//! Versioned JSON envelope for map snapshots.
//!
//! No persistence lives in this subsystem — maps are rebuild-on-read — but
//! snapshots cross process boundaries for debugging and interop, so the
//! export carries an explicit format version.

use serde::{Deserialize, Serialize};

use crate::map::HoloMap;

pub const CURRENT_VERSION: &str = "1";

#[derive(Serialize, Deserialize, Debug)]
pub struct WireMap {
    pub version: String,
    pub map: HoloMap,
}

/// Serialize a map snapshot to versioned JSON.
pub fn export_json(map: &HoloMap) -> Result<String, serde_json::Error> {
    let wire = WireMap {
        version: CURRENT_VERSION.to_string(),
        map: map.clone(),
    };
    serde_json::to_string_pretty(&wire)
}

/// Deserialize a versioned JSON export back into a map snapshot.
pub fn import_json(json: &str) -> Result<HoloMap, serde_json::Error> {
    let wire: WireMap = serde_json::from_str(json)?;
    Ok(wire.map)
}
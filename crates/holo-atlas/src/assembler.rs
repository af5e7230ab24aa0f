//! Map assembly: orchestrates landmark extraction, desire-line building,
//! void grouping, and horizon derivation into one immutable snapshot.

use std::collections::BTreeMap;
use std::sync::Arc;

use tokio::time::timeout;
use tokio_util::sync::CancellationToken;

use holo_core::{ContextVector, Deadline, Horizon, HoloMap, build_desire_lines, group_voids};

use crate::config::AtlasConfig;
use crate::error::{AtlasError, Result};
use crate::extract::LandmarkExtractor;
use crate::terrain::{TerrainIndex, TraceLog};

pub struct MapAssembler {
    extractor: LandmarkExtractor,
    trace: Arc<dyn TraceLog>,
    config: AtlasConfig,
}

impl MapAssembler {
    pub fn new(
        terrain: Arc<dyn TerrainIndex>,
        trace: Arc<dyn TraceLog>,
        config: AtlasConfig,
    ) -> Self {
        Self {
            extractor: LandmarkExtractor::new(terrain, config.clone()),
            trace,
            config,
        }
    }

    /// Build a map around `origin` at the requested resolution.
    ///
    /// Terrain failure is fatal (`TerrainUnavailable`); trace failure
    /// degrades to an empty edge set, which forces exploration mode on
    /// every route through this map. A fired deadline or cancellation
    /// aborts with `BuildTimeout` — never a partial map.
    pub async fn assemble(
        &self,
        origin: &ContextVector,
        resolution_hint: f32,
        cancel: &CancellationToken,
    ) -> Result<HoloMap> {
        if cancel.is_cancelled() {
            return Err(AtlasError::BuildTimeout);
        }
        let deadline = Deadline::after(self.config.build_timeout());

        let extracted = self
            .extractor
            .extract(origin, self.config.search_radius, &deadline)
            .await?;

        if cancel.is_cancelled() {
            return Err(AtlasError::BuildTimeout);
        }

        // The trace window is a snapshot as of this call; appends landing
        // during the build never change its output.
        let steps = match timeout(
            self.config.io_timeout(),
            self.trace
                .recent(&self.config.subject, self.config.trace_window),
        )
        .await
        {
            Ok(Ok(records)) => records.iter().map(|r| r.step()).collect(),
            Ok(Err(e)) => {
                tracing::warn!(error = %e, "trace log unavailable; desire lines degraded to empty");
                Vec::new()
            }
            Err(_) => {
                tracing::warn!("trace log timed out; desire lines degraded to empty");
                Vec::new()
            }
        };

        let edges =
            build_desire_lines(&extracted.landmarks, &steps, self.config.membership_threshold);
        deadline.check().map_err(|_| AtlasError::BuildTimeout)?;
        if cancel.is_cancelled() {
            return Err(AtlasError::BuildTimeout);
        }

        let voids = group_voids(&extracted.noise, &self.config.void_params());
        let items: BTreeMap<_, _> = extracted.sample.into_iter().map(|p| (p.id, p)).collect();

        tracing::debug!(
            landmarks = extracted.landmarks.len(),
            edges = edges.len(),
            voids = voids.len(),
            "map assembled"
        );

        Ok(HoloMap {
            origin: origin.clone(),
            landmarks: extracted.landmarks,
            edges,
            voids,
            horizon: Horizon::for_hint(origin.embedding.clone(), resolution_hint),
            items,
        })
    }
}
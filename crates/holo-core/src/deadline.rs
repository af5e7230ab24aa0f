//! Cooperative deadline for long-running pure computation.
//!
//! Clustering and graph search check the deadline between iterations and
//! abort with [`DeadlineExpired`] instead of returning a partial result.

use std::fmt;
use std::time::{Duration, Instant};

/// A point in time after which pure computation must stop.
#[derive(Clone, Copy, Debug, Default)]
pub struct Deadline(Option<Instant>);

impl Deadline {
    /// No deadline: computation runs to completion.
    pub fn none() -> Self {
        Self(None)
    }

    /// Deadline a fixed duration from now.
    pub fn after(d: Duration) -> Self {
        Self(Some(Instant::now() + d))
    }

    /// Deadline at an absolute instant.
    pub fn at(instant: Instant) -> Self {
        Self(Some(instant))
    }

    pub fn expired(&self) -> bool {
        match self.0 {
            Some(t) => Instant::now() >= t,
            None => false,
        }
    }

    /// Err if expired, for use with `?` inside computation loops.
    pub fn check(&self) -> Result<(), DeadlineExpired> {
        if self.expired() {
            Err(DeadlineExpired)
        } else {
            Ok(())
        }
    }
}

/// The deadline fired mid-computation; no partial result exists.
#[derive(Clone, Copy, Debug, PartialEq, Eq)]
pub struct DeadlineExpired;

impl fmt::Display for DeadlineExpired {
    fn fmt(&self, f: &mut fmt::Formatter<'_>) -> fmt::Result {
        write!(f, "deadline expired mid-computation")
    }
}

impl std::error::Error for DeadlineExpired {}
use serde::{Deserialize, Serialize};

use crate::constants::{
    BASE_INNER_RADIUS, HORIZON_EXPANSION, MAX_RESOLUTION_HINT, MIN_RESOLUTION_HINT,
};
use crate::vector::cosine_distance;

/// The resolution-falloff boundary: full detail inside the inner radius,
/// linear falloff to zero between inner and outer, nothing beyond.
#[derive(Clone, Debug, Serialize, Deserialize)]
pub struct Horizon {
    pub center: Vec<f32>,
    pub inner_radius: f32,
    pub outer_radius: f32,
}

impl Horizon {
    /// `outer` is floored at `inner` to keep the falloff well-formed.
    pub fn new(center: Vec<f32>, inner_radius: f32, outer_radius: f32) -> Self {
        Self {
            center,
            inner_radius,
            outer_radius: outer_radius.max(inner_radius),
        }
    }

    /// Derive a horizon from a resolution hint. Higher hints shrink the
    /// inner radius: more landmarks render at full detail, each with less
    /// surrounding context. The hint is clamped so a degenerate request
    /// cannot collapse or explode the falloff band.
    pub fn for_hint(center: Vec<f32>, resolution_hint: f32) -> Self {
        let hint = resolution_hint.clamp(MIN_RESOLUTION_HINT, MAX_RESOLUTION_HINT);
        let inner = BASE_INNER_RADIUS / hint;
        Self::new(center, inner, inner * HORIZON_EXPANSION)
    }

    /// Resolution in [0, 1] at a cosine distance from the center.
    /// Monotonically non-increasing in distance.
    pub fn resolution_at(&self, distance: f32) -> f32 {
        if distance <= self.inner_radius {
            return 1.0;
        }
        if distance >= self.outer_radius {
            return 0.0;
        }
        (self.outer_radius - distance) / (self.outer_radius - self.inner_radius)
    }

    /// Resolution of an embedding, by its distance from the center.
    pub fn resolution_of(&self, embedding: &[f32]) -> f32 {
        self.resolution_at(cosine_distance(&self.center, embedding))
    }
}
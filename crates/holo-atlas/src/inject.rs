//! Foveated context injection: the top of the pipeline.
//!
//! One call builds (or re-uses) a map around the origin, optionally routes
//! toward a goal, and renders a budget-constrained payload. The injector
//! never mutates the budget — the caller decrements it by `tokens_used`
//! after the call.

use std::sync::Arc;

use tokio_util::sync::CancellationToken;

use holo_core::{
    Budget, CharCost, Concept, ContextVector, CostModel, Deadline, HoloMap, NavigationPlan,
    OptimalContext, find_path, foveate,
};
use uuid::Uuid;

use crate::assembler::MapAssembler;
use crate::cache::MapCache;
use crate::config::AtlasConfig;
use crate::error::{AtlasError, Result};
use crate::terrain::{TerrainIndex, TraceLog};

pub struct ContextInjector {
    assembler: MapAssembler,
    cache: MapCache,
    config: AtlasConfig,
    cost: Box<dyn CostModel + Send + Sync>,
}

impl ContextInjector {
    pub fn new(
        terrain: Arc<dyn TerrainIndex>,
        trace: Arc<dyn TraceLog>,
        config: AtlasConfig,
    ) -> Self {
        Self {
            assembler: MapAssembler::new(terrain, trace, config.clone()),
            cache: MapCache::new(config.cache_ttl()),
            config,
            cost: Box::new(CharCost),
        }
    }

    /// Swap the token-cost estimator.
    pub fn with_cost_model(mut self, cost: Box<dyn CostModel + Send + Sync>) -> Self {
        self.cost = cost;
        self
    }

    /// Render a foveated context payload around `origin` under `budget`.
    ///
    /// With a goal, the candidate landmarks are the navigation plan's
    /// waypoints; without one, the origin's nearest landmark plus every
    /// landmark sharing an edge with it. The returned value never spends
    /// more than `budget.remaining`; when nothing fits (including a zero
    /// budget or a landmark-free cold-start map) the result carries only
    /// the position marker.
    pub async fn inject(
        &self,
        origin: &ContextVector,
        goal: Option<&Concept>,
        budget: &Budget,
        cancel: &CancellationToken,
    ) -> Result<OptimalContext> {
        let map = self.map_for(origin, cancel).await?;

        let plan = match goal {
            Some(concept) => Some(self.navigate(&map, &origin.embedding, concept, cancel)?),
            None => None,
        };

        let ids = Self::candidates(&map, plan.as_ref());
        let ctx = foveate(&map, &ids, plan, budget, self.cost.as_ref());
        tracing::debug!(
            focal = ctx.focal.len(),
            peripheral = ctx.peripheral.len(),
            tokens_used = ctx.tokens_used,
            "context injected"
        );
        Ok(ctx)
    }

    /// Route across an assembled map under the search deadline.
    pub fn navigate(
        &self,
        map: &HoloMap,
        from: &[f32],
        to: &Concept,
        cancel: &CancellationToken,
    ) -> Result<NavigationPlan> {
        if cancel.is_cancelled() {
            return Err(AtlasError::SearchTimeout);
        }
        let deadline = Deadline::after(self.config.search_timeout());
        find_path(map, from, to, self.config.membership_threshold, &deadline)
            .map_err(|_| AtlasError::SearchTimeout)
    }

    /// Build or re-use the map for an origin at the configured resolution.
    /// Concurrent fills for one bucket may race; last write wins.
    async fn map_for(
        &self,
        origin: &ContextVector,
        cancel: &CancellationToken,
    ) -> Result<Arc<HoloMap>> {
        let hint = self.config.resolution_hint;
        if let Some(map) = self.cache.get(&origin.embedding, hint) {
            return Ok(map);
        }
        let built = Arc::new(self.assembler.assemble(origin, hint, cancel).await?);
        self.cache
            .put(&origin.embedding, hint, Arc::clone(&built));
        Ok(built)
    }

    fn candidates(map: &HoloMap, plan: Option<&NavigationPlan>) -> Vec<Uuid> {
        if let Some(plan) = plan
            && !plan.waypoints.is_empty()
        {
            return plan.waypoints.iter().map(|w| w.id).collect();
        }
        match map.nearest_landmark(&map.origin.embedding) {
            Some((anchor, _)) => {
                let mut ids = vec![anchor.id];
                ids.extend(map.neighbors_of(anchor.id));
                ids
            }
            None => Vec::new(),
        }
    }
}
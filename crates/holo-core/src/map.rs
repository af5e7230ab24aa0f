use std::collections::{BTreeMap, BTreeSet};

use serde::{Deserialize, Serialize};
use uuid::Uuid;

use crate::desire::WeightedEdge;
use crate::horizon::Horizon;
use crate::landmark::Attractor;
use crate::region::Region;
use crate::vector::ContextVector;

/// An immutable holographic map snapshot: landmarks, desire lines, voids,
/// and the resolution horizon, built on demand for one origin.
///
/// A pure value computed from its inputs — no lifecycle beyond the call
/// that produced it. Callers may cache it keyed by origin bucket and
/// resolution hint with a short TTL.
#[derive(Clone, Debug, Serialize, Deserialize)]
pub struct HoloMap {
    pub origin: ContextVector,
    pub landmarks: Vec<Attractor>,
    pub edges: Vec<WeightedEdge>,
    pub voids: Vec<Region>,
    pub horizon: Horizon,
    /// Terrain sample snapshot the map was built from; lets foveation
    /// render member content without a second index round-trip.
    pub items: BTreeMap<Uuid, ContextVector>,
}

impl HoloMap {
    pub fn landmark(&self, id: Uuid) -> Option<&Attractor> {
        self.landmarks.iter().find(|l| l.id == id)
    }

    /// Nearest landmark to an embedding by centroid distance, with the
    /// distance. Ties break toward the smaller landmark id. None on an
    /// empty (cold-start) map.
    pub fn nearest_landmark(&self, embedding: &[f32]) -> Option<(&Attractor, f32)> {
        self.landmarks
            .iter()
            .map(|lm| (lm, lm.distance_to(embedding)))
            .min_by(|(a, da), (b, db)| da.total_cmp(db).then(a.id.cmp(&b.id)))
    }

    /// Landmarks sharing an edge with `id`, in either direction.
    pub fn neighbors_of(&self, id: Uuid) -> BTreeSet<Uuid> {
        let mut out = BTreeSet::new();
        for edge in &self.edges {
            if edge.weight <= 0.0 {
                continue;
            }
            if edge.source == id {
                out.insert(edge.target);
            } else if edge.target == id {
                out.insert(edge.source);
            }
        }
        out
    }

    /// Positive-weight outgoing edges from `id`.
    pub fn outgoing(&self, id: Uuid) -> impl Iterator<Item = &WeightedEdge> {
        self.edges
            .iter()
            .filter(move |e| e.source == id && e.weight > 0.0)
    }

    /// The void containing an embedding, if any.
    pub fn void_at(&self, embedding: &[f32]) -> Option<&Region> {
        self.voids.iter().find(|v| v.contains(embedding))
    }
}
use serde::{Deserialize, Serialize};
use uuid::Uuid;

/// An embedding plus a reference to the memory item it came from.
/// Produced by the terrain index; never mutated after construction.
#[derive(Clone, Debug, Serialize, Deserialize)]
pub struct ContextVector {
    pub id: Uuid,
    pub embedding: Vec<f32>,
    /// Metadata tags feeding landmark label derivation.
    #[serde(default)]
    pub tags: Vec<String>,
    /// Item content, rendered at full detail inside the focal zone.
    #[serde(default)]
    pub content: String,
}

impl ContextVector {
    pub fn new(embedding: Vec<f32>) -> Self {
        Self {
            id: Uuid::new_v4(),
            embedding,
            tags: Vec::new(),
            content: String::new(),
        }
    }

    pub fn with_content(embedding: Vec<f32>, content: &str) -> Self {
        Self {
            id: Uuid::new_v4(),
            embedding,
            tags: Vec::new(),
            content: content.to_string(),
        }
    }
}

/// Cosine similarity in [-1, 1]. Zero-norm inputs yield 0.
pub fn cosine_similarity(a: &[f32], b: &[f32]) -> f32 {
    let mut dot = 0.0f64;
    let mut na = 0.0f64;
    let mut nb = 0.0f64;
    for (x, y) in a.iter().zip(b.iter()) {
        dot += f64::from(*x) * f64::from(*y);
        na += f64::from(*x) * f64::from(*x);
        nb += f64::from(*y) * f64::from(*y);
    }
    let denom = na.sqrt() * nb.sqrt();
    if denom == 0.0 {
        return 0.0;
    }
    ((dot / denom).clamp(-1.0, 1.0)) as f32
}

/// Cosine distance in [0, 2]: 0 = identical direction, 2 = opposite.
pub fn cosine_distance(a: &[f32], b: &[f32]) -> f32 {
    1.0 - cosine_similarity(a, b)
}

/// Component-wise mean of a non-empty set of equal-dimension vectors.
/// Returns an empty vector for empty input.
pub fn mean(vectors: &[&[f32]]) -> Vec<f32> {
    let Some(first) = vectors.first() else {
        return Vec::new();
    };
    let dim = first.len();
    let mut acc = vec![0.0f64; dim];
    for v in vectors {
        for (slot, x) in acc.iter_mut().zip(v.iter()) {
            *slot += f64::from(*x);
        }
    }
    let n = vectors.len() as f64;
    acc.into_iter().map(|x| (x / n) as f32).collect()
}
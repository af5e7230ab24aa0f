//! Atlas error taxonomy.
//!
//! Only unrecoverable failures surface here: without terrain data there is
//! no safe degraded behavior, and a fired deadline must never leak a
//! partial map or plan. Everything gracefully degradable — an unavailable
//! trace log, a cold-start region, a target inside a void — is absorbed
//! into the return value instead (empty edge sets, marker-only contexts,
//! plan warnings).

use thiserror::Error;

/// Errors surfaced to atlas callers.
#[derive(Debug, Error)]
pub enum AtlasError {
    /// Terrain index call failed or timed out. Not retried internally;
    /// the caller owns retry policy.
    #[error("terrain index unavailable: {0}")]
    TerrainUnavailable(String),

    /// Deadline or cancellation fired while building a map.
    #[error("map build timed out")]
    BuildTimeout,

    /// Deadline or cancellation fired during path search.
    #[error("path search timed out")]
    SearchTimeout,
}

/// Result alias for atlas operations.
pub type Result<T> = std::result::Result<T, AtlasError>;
****************
The lines to set down, exactly and with both ends included, run from the one containing "for atlas operations." to the last line of the data above.

_Solution to this task_:
/// Result alias for atlas operations.
pub type Result<T> = std::result::Result<T, AtlasError>;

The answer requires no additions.